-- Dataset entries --
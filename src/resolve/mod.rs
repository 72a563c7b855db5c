//! Single-URL resolution capabilities.
//!
//! An indirection URL is resolved by fetching it and keeping the final URL
//! after redirects. [`DirectHttpExecutor`] does this with a plain HTTP client;
//! [`BrowserRequestExecutor`] delegates to a live browser context supplied by
//! the caller. The rewriter only sees the [`RequestExecutor`] trait.

pub mod browser;
pub mod direct;
pub mod retry;
pub mod routing;

pub use browser::{BrowserContext, BrowserRequestExecutor, BrowserResponse, FetchMode};
pub use direct::{DirectHttpExecutor, parse_header_block};
pub use retry::{RetryConfig, resolve_with_retry};
pub use routing::RoutingExecutor;

use async_trait::async_trait;
use std::time::Duration;
use thiserror::Error;

/// HTTP status signalling rate limiting.
pub const STATUS_TOO_MANY_REQUESTS: u16 = 429;

/// Successful resolution of one URL
#[derive(Debug, Clone, PartialEq, Eq)]
pub struct Resolved {
    pub final_url: String,
    pub status: u16,
}

/// Why a single resolution attempt failed
#[derive(Debug, Clone, Error, PartialEq, Eq)]
pub enum ResolveError {
    #[error("HTTP status {status}")]
    Status { status: u16 },

    #[error("timed out after {0:?}")]
    Timeout(Duration),

    #[error("transport error: {0}")]
    Transport(String),

    /// Response carried no usable final URL (e.g. opaque browser response)
    #[error("response has no final URL")]
    MissingFinalUrl,

    #[error("cancelled")]
    Cancelled,
}

impl ResolveError {
    /// Rate limited by the remote host
    pub fn is_throttled(&self) -> bool {
        matches!(
            self,
            ResolveError::Status {
                status: STATUS_TOO_MANY_REQUESTS
            }
        )
    }

    pub fn status(&self) -> Option<u16> {
        match self {
            ResolveError::Status { status } => Some(*status),
            _ => None,
        }
    }
}

/// Resolves one indirection URL to its final URL
#[async_trait]
pub trait RequestExecutor: Send + Sync {
    /// Fetch `url` and return where it ended up.
    ///
    /// Implementations should honour `timeout`; callers also enforce it.
    async fn resolve(&self, url: &str, timeout: Duration) -> Result<Resolved, ResolveError>;
}

/// Outcome of resolving one candidate, retries included
#[derive(Debug, Clone, PartialEq, Eq)]
pub struct ResolutionResult {
    pub source: String,
    pub resolved: Option<String>,
    /// Last HTTP status observed, if any
    pub status: Option<u16>,
    pub error: Option<ResolveError>,
    /// Number of executor calls made
    pub attempts: u32,
}

impl ResolutionResult {
    pub fn success(&self) -> bool {
        self.resolved.is_some()
    }

    pub(crate) fn resolved(source: &str, resolved: Resolved, attempts: u32) -> Self {
        Self {
            source: source.to_string(),
            resolved: Some(resolved.final_url),
            status: Some(resolved.status),
            error: None,
            attempts,
        }
    }

    pub(crate) fn failed(source: &str, error: ResolveError, attempts: u32) -> Self {
        Self {
            source: source.to_string(),
            resolved: None,
            status: error.status(),
            error: Some(error),
            attempts,
        }
    }
}

/// Interpret a raw status and final URL the same way for every executor.
pub(crate) fn check_response(status: u16, final_url: &str) -> Result<Resolved, ResolveError> {
    if !(200..300).contains(&status) {
        return Err(ResolveError::Status { status });
    }
    if final_url.is_empty() {
        return Err(ResolveError::MissingFinalUrl);
    }
    Ok(Resolved {
        final_url: final_url.to_string(),
        status,
    })
}
//! Completion Registry - 플러그인 셸 자동완성
//!
//! 명령 이름별 자동완성 함수를 보관합니다. CLI는 숨겨진 완성 요청
//! 경로에서 이 레지스트리를 조회합니다.

use compass_foundation::{Error, Result};
use std::collections::HashMap;
use std::sync::Arc;

/// 자동완성 함수 - 현재 인자 목록과 입력 중인 단어를 받아 후보를 반환
pub type CompletionFunc = Arc<dyn Fn(&[String], &str) -> Vec<String> + Send + Sync>;

/// 자동완성 레지스트리 (명령 이름 -> 완성 함수)
#[derive(Default)]
pub struct CompletionRegistry {
    completions: HashMap<String, CompletionFunc>,
}

impl CompletionRegistry {
    /// 새 레지스트리 생성
    pub fn new() -> Self {
        Self::default()
    }

    /// 명령에 대한 완성 함수 등록
    pub fn register(&mut self, command_name: impl Into<String>, func: CompletionFunc) -> Result<()> {
        let name = command_name.into();
        if name.is_empty() {
            return Err(Error::InvalidCompletionProvider);
        }

        self.completions.insert(name, func);
        Ok(())
    }

    /// 완성 함수 조회
    pub fn get(&self, command_name: &str) -> Option<&CompletionFunc> {
        self.completions.get(command_name)
    }

    /// 후보 계산 (미등록 명령은 빈 목록)
    pub fn complete(&self, command_name: &str, args: &[String], to_complete: &str) -> Vec<String> {
        match self.completions.get(command_name) {
            Some(func) => func(args, to_complete),
            None => vec![],
        }
    }

    /// 등록된 명령 수
    pub fn len(&self) -> usize {
        self.completions.len()
    }

    /// 비어있는지 확인
    pub fn is_empty(&self) -> bool {
        self.completions.is_empty()
    }
}

// ============================================================================
// Helpers (자주 쓰는 완성 패턴)
// ============================================================================

/// 고정 후보 목록으로 완성 함수 생성
pub fn static_completion(options: Vec<String>) -> CompletionFunc {
    Arc::new(move |_args, to_complete| {
        options
            .iter()
            .filter(|o| o.starts_with(to_complete))
            .cloned()
            .collect()
    })
}

/// 호출 시점에 후보를 생성하는 완성 함수 생성
pub fn dynamic_completion(
    provider: impl Fn() -> Vec<String> + Send + Sync + 'static,
) -> CompletionFunc {
    Arc::new(move |_args, to_complete| {
        provider()
            .into_iter()
            .filter(|o| o.starts_with(to_complete))
            .collect()
    })
}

-- What you will do --
An exact copy of every entry above is required.

-- Exercise answer --
filename src/resolve/mod.rs
repository 72a563c7b855db5c
//! Single-URL resolution capabilities.
//!
//! An indirection URL is resolved by fetching it and keeping the final URL
//! after redirects. [`DirectHttpExecutor`] does this with a plain HTTP client;
//! [`BrowserRequestExecutor`] delegates to a live browser context supplied by
//! the caller. The rewriter only sees the [`RequestExecutor`] trait.

pub mod browser;
pub mod direct;
pub mod retry;
pub mod routing;

pub use browser::{BrowserContext, BrowserRequestExecutor, BrowserResponse, FetchMode};
pub use direct::{DirectHttpExecutor, parse_header_block};
pub use retry::{RetryConfig, resolve_with_retry};
pub use routing::RoutingExecutor;

use async_trait::async_trait;
use std::time::Duration;
use thiserror::Error;

/// HTTP status signalling rate limiting.
pub const STATUS_TOO_MANY_REQUESTS: u16 = 429;

/// Successful resolution of one URL
#[derive(Debug, Clone, PartialEq, Eq)]
pub struct Resolved {
    pub final_url: String,
    pub status: u16,
}

/// Why a single resolution attempt failed
#[derive(Debug, Clone, Error, PartialEq, Eq)]
pub enum ResolveError {
    #[error("HTTP status {status}")]
    Status { status: u16 },

    #[error("timed out after {0:?}")]
    Timeout(Duration),

    #[error("transport error: {0}")]
    Transport(String),

    /// Response carried no usable final URL (e.g. opaque browser response)
    #[error("response has no final URL")]
    MissingFinalUrl,

    #[error("cancelled")]
    Cancelled,
}

impl ResolveError {
    /// Rate limited by the remote host
    pub fn is_throttled(&self) -> bool {
        matches!(
            self,
            ResolveError::Status {
                status: STATUS_TOO_MANY_REQUESTS
            }
        )
    }

    pub fn status(&self) -> Option<u16> {
        match self {
            ResolveError::Status { status } => Some(*status),
            _ => None,
        }
    }
}

/// Resolves one indirection URL to its final URL
#[async_trait]
pub trait RequestExecutor: Send + Sync {
    /// Fetch `url` and return where it ended up.
    ///
    /// Implementations should honour `timeout`; callers also enforce it.
    async fn resolve(&self, url: &str, timeout: Duration) -> Result<Resolved, ResolveError>;
}

/// Outcome of resolving one candidate, retries included
#[derive(Debug, Clone, PartialEq, Eq)]
pub struct ResolutionResult {
    pub source: String,
    pub resolved: Option<String>,
    /// Last HTTP status observed, if any
    pub status: Option<u16>,
    pub error: Option<ResolveError>,
    /// Number of executor calls made
    pub attempts: u32,
}

impl ResolutionResult {
    pub fn success(&self) -> bool {
        self.resolved.is_some()
    }

    pub(crate) fn resolved(source: &str, resolved: Resolved, attempts: u32) -> Self {
        Self {
            source: source.to_string(),
            resolved: Some(resolved.final_url),
            status: Some(resolved.status),
            error: None,
            attempts,
        }
    }

    pub(crate) fn failed(source: &str, error: ResolveError, attempts: u32) -> Self {
        Self {
            source: source.to_string(),
            resolved: None,
            status: error.status(),
            error: Some(error),
            attempts,
        }
    }
}

/// Interpret a raw status and final URL the same way for every executor.
pub(crate) fn check_response(status: u16, final_url: &str) -> Result<Resolved, ResolveError> {
    if !(200..300).contains(&status) {
        return Err(ResolveError::Status { status });
    }
    if final_url.is_empty() {
        return Err(ResolveError::MissingFinalUrl);
    }
    Ok(Resolved {
        final_url: final_url.to_string(),
        status,
    })
}
//! Completion Registry - 플러그인 셸 자동완성
//!
//! 명령 이름별 자동완성 함수를 보관합니다. CLI는 숨겨진 완성 요청
//! 경로에서 이 레지스트리를 조회합니다.

use compass_foundation::{Error, Result};
use std::collections::HashMap;
use std::sync::Arc;

/// 자동완성 함수 - 현재 인자 목록과 입력 중인 단어를 받아 후보를 반환
pub type CompletionFunc = Arc<dyn Fn(&[String], &str) -> Vec<String> + Send + Sync>;

/// 자동완성 레지스트리 (명령 이름 -> 완성 함수)
#[derive(Default)]
pub struct CompletionRegistry {
    completions: HashMap<String, CompletionFunc>,
}

impl CompletionRegistry {
    /// 새 레지스트리 생성
    pub fn new() -> Self {
        Self::default()
    }

    /// 명령에 대한 완성 함수 등록
    pub fn register(&mut self, command_name: impl Into<String>, func: CompletionFunc) -> Result<()> {
        let name = command_name.into();
        if name.is_empty() {
            return Err(Error::InvalidCompletionProvider);
        }

        self.completions.insert(name, func);
        Ok(())
    }

    /// 완성 함수 조회
    pub fn get(&self, command_name: &str) -> Option<&CompletionFunc> {
        self.completions.get(command_name)
    }

    /// 후보 계산 (미등록 명령은 빈 목록)
    pub fn complete(&self, command_name: &str, args: &[String], to_complete: &str) -> Vec<String> {
        match self.completions.get(command_name) {
            Some(func) => func(args, to_complete),
            None => vec![],
        }
    }

    /// 등록된 명령 수
    pub fn len(&self) -> usize {
        self.completions.len()
    }

    /// 비어있는지 확인
    pub fn is_empty(&self) -> bool {
        self.completions.is_empty()
    }
}

// ============================================================================
// Helpers (자주 쓰는 완성 패턴)
// ============================================================================

/// 고정 후보 목록으로 완성 함수 생성
pub fn static_completion(options: Vec<String>) -> CompletionFunc {
    Arc::new(move |_args, to_complete| {
        options
            .iter()
            .filter(|o| o.starts_with(to_complete))
            .cloned()
            .collect()
    })
}

/// 호출 시점에 후보를 생성하는 완성 함수 생성
pub fn dynamic_completion(
    provider: impl Fn() -> Vec<String> + Send + Sync + 'static,
) -> CompletionFunc {
    Arc::new(move |_args, to_complete| {
        provider()
            .into_iter()
            .filter(|o| o.starts_with(to_complete))
            .collect()
    })
}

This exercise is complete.